Cholesterol metabolism in Alzheimer’s disease

Alzheimer's disease (AD) is the most common form of dementia and affects around 24 million individuals worldwide. Several studies showed an association between high plasma low-density lipoprotein (LDL) levels and an increased risk of developing AD. To that effect, multiple drugs treating hypercholesterolaemia, such as statins, have been tested to prevent AD. In this study, we propose a new pharmacological target called Cholesteryl Ester Transfer Protein (CETP). In recent years, studies have shown an association between different genetic variants of CETP and the risk of developing AD. CETP is a plasma shuttle protein which promotes the transfer of cholesteryl esters from anti-atherogenic (high-density lipoprotein or HDL) particles to pro-atherogenic (LDL and very-low-density lipoproteins or VLDL) particles. The net effect of this interaction leads to more pro-atherogenic lipoproteins in plasma. Interestingly, CETP is expressed by astrocytes in the brain. Therefore, we propose that CETP inhibition may have general beneficial effects and prevent the development of AD.We assessed the effect of CETP expression and inhibition in cell culture and mouse models. Mice from four different genotypes were used: wildtype (WT), human CETP transgenic mice (hCETP), human APP transgenic mice (McGill-Thy1-hAPP), and hAPP/hCETP double transgenic mice. CETP inhibitor evacetrapib or vehicle were administered i.p. at 2 months of age every day for 10 weeks, followed by cognitive tests and biochemical analyses.CETP expression in cell cultures increased the production of A-beta peptides, whereas CETP inhibition normalized A-beta levels.

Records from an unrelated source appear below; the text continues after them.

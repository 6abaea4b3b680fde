// foodgram-core/src/domain/relation.rs

//! Toggle relations: follow, favorite and shopping-cart membership.
//!
//! All three share one two-state machine per `(actor, target)` pair. `Add`
//! is only valid from `Absent`, `Remove` only from `Present`; any other
//! attempt is a conflict and changes nothing. The store's uniqueness
//! constraint backs the pre-check, so a lost insert race reports the same
//! conflict as the sequential case.

use super::error::{DomainError, DomainResult};
use super::models::UserId;
use crate::store::{RelationStore, StoreError};
use serde::{Deserialize, Serialize};
use std::fmt;
use tracing::{info, instrument, warn};
use uuid::Uuid;

#[derive(Debug, Clone, Copy, PartialEq, Eq, Hash, Serialize, Deserialize)]
#[serde(rename_all = "snake_case")]
pub enum RelationKind {
  Follow,
  Favorite,
  ShoppingCart,
}

/// Static description of one link table and its user-facing messages.
#[derive(Debug)]
pub struct RelationDescriptor {
  pub table: &'static str,
  pub actor_column: &'static str,
  pub target_column: &'static str,
  /// Table holding the targets, used for existence checks.
  pub target_table: &'static str,
  pub target_label: &'static str,
  pub already_present: &'static str,
  pub nothing_to_remove: &'static str,
  /// Set only for relations where actor == target is forbidden.
  pub self_reference: Option<&'static str>,
}

const FOLLOW: RelationDescriptor = RelationDescriptor {
  table: "follows",
  actor_column: "user_id",
  target_column: "author_id",
  target_table: "users",
  target_label: "User",
  already_present: "You are already subscribed to this user.",
  nothing_to_remove: "You are not subscribed to this user.",
  self_reference: Some("You cannot subscribe to yourself."),
};

const FAVORITE: RelationDescriptor = RelationDescriptor {
  table: "favorites",
  actor_column: "user_id",
  target_column: "recipe_id",
  target_table: "recipes",
  target_label: "Recipe",
  already_present: "Recipe is already in favorites.",
  nothing_to_remove: "Recipe is not in favorites.",
  self_reference: None,
};

const SHOPPING_CART: RelationDescriptor = RelationDescriptor {
  table: "shopping_cart",
  actor_column: "user_id",
  target_column: "recipe_id",
  target_table: "recipes",
  target_label: "Recipe",
  already_present: "Recipe is already in the shopping cart.",
  nothing_to_remove: "Recipe is not in the shopping cart.",
  self_reference: None,
};

impl RelationKind {
  pub const ALL: [RelationKind; 3] = [RelationKind::Follow, RelationKind::Favorite, RelationKind::ShoppingCart];

  pub const fn descriptor(self) -> &'static RelationDescriptor {
    match self {
      RelationKind::Follow => &FOLLOW,
      RelationKind::Favorite => &FAVORITE,
      RelationKind::ShoppingCart => &SHOPPING_CART,
    }
  }
}

impl fmt::Display for RelationKind {
  fn fmt(&self, f: &mut fmt::Formatter<'_>) -> fmt::Result {
    f.write_str(self.descriptor().table)
  }
}

#[derive(Debug, Clone, Copy, PartialEq, Eq, Serialize, Deserialize)]
#[serde(rename_all = "snake_case")]
pub enum ToggleAction {
  Add,
  Remove,
}

#[derive(Debug, Clone, Copy, PartialEq, Eq)]
pub enum Membership {
  Absent,
  Present,
}

impl Membership {
  pub fn from_exists(exists: bool) -> Self {
    if exists {
      Membership::Present
    } else {
      Membership::Absent
    }
  }

  /// The state after `action`, or the conflict message of `kind` when the
  /// transition is not allowed from this state.
  pub fn transition(self, action: ToggleAction, kind: RelationKind) -> Result<Membership, DomainError> {
    let desc = kind.descriptor();
    match (self, action) {
      (Membership::Absent, ToggleAction::Add) => Ok(Membership::Present),
      (Membership::Present, ToggleAction::Remove) => Ok(Membership::Absent),
      (Membership::Present, ToggleAction::Add) => Err(DomainError::Conflict(desc.already_present.to_string())),
      (Membership::Absent, ToggleAction::Remove) => Err(DomainError::Conflict(desc.nothing_to_remove.to_string())),
    }
  }
}

/// Rejects actor == target for relations that forbid it (follow).
pub fn check_self_reference(kind: RelationKind, actor: UserId, target: Uuid) -> DomainResult<()> {
  match kind.descriptor().self_reference {
    Some(message) if actor == target => Err(DomainError::Conflict(message.to_string())),
    _ => Ok(()),
  }
}

/// `NotFound` unless the target of the relation exists.
pub async fn ensure_target_exists<S>(store: &S, kind: RelationKind, target: Uuid) -> DomainResult<()>
where
  S: RelationStore + ?Sized,
{
  if store.target_exists(kind, target).await? {
    Ok(())
  } else {
    let desc = kind.descriptor();
    Err(DomainError::NotFound(format!("{} with ID {} not found.", desc.target_label, target)))
  }
}

/// Checks the current membership and performs the write for `action`.
///
/// The write result is re-checked: a unique violation on insert and a zero
/// row delete are reported as the same conflicts the pre-check produces.
#[instrument(
  name = "relation::apply_transition",
  skip_all,
  fields(kind = %kind, action = ?action, actor = %actor, target = %target),
  err(Display)
)]
pub async fn apply_transition<S>(
  store: &S,
  kind: RelationKind,
  action: ToggleAction,
  actor: UserId,
  target: Uuid,
) -> DomainResult<Membership>
where
  S: RelationStore + ?Sized,
{
  let desc = kind.descriptor();
  let current = Membership::from_exists(store.exists(kind, actor, target).await?);
  let next = current.transition(action, kind).inspect_err(|e| {
    warn!(error = %e, "Toggle rejected by current membership.");
  })?;

  match action {
    ToggleAction::Add => match store.insert(kind, actor, target).await {
      Ok(()) => {}
      Err(StoreError::UniqueViolation) => {
        warn!("Concurrent insert won the race.");
        return Err(DomainError::Conflict(desc.already_present.to_string()));
      }
      Err(e) => return Err(e.into()),
    },
    ToggleAction::Remove => {
      if store.delete(kind, actor, target).await? == 0 {
        warn!("Row disappeared before delete.");
        return Err(DomainError::Conflict(desc.nothing_to_remove.to_string()));
      }
    }
  }

  info!("Relation toggled.");
  Ok(next)
}

/// The whole toggle: target existence, self reference, then transition.
pub async fn toggle<S>(
  store: &S,
  kind: RelationKind,
  action: ToggleAction,
  actor: UserId,
  target: Uuid,
) -> DomainResult<Membership>
where
  S: RelationStore + ?Sized,
{
  ensure_target_exists(store, kind, target).await?;
  check_self_reference(kind, actor, target)?;
  apply_transition(store, kind, action, actor, target).await
}

#[cfg(test)]
mod tests {
  use super::*;

  #[test]
  fn state_machine_has_no_self_loops() {
    for kind in RelationKind::ALL {
      assert_eq!(
        Membership::Absent.transition(ToggleAction::Add, kind).ok(),
        Some(Membership::Present)
      );
      assert_eq!(
        Membership::Present.transition(ToggleAction::Remove, kind).ok(),
        Some(Membership::Absent)
      );
      assert!(Membership::Present.transition(ToggleAction::Add, kind).is_err());
      assert!(Membership::Absent.transition(ToggleAction::Remove, kind).is_err());
    }
  }

  #[test]
  fn only_follow_rejects_self_reference() {
    let id = Uuid::new_v4();
    assert!(check_self_reference(RelationKind::Follow, id, id).is_err());
    assert!(check_self_reference(RelationKind::Favorite, id, id).is_ok());
    assert!(check_self_reference(RelationKind::Follow, id, Uuid::new_v4()).is_ok());
  }
}
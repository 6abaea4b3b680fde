// foodgram_server/src/db/mod.rs

//! PostgreSQL access: the domain storage traits, shared read queries and
//! startup seeding.

pub mod recipes;
pub mod seed;
pub mod users;

use async_trait::async_trait;
use foodgram::{
  Ingredient, IngredientId, RecipeId, RelationKind, RelationStore, ShoppingListSource, StoreError, StoreResult,
  UserId,
};
use sqlx::PgPool;
use tracing::{error, instrument};
use uuid::Uuid;

use crate::models;

/// The domain storage traits over a connection pool.
#[derive(Debug, Clone)]
pub struct PgStore {
  pool: PgPool,
}

impl PgStore {
  pub fn new(pool: PgPool) -> Self {
    Self { pool }
  }
}

/// Unique-constraint violations become `StoreError::UniqueViolation`,
/// anything else is a backend failure.
pub fn store_error(err: sqlx::Error) -> StoreError {
  match err {
    sqlx::Error::Database(db_err) if db_err.is_unique_violation() => StoreError::UniqueViolation,
    other => {
      error!(error = %other, "Database error in store operation.");
      StoreError::Backend(other.into())
    }
  }
}

pub fn is_unique_violation(err: &sqlx::Error) -> bool {
  matches!(err, sqlx::Error::Database(db_err) if db_err.is_unique_violation())
}

#[async_trait]
impl ShoppingListSource for PgStore {
  async fn cart_recipe_ids(&self, user_id: UserId) -> StoreResult<Vec<RecipeId>> {
    sqlx::query_scalar("SELECT recipe_id FROM shopping_cart WHERE user_id = $1 ORDER BY id")
      .bind(user_id)
      .fetch_all(&self.pool)
      .await
      .map_err(store_error)
  }

  async fn ingredient_lines(&self, recipe_id: RecipeId) -> StoreResult<Vec<(IngredientId, i32)>> {
    sqlx::query_as("SELECT ingredient_id, amount FROM recipe_ingredients WHERE recipe_id = $1 ORDER BY position")
      .bind(recipe_id)
      .fetch_all(&self.pool)
      .await
      .map_err(store_error)
  }

  async fn ingredient(&self, ingredient_id: IngredientId) -> StoreResult<Option<Ingredient>> {
    let row: Option<models::Ingredient> =
      sqlx::query_as("SELECT id, name, measurement_unit FROM ingredients WHERE id = $1")
        .bind(ingredient_id)
        .fetch_optional(&self.pool)
        .await
        .map_err(store_error)?;
    Ok(row.map(Into::into))
  }
}

// Table and column names come from the static relation descriptors.
#[async_trait]
impl RelationStore for PgStore {
  async fn target_exists(&self, kind: RelationKind, target: Uuid) -> StoreResult<bool> {
    let sql = format!("SELECT EXISTS(SELECT 1 FROM {} WHERE id = $1)", kind.descriptor().target_table);
    sqlx::query_scalar(&sql)
      .bind(target)
      .fetch_one(&self.pool)
      .await
      .map_err(store_error)
  }

  async fn exists(&self, kind: RelationKind, actor: UserId, target: Uuid) -> StoreResult<bool> {
    let desc = kind.descriptor();
    let sql = format!(
      "SELECT EXISTS(SELECT 1 FROM {} WHERE {} = $1 AND {} = $2)",
      desc.table, desc.actor_column, desc.target_column
    );
    sqlx::query_scalar(&sql)
      .bind(actor)
      .bind(target)
      .fetch_one(&self.pool)
      .await
      .map_err(store_error)
  }

  #[instrument(name = "PgStore::insert", skip(self), err(Display))]
  async fn insert(&self, kind: RelationKind, actor: UserId, target: Uuid) -> StoreResult<()> {
    let desc = kind.descriptor();
    let sql = format!(
      "INSERT INTO {} ({}, {}) VALUES ($1, $2)",
      desc.table, desc.actor_column, desc.target_column
    );
    sqlx::query(&sql)
      .bind(actor)
      .bind(target)
      .execute(&self.pool)
      .await
      .map_err(store_error)?;
    Ok(())
  }

  #[instrument(name = "PgStore::delete", skip(self), err(Display))]
  async fn delete(&self, kind: RelationKind, actor: UserId, target: Uuid) -> StoreResult<u64> {
    let desc = kind.descriptor();
    let sql = format!(
      "DELETE FROM {} WHERE {} = $1 AND {} = $2",
      desc.table, desc.actor_column, desc.target_column
    );
    let result = sqlx::query(&sql)
      .bind(actor)
      .bind(target)
      .execute(&self.pool)
      .await
      .map_err(store_error)?;
    Ok(result.rows_affected())
  }
}

#[cfg(test)]
mod tests {
  use super::*;
  use sqlx::error::{DatabaseError, ErrorKind};
  use std::error::Error as StdError;
  use std::fmt;

  /// What the driver reports for a failed constraint.
  #[derive(Debug)]
  struct ConstraintError {
    unique: bool,
  }

  impl fmt::Display for ConstraintError {
    fn fmt(&self, f: &mut fmt::Formatter<'_>) -> fmt::Result {
      f.write_str(self.message())
    }
  }

  impl StdError for ConstraintError {}

  impl DatabaseError for ConstraintError {
    fn message(&self) -> &str {
      if self.unique {
        "duplicate key value violates unique constraint \"favorites_user_id_recipe_id_key\""
      } else {
        "new row violates check constraint \"follows_check\""
      }
    }

    fn as_error(&self) -> &(dyn StdError + Send + Sync + 'static) {
      self
    }

    fn as_error_mut(&mut self) -> &mut (dyn StdError + Send + Sync + 'static) {
      self
    }

    fn into_error(self: Box<Self>) -> Box<dyn StdError + Send + Sync + 'static> {
      self
    }

    fn kind(&self) -> ErrorKind {
      if self.unique {
        ErrorKind::UniqueViolation
      } else {
        ErrorKind::CheckViolation
      }
    }
  }

  #[test]
  fn unique_violations_map_to_the_store_conflict() {
    let err = sqlx::Error::Database(Box::new(ConstraintError { unique: true }));
    assert!(is_unique_violation(&err));
    assert!(matches!(store_error(err), StoreError::UniqueViolation));
  }

  #[test]
  fn other_failures_are_backend_errors() {
    let err = sqlx::Error::Database(Box::new(ConstraintError { unique: false }));
    assert!(!is_unique_violation(&err));
    assert!(matches!(store_error(err), StoreError::Backend(_)));
    assert!(matches!(store_error(sqlx::Error::PoolTimedOut), StoreError::Backend(_)));
  }
}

In mice, we showed that at 5 months of age, female hAPP mice were cognitively impaired both in the evacetrapib and vehicle condition. Double transgenic hAPP/CETP female mice performed worse as compared to hAPP females indicating that CETP aggravated AD. Administration of evacetrapib apparently rescued the cognitive deficits elicited through CETP. Preliminary biochemical results indicate that A-beta levels are increased in double transgenic hAPP/CETP mice as compared to hAPP.CETP may play an aggravating role in AD, which has not yet been investigated since mice naturally lack CETP. We propose that CETP inhibitors such as evacetrapib may be promising pharmacological treatments contributing to the prevention of cognitive decline in AD.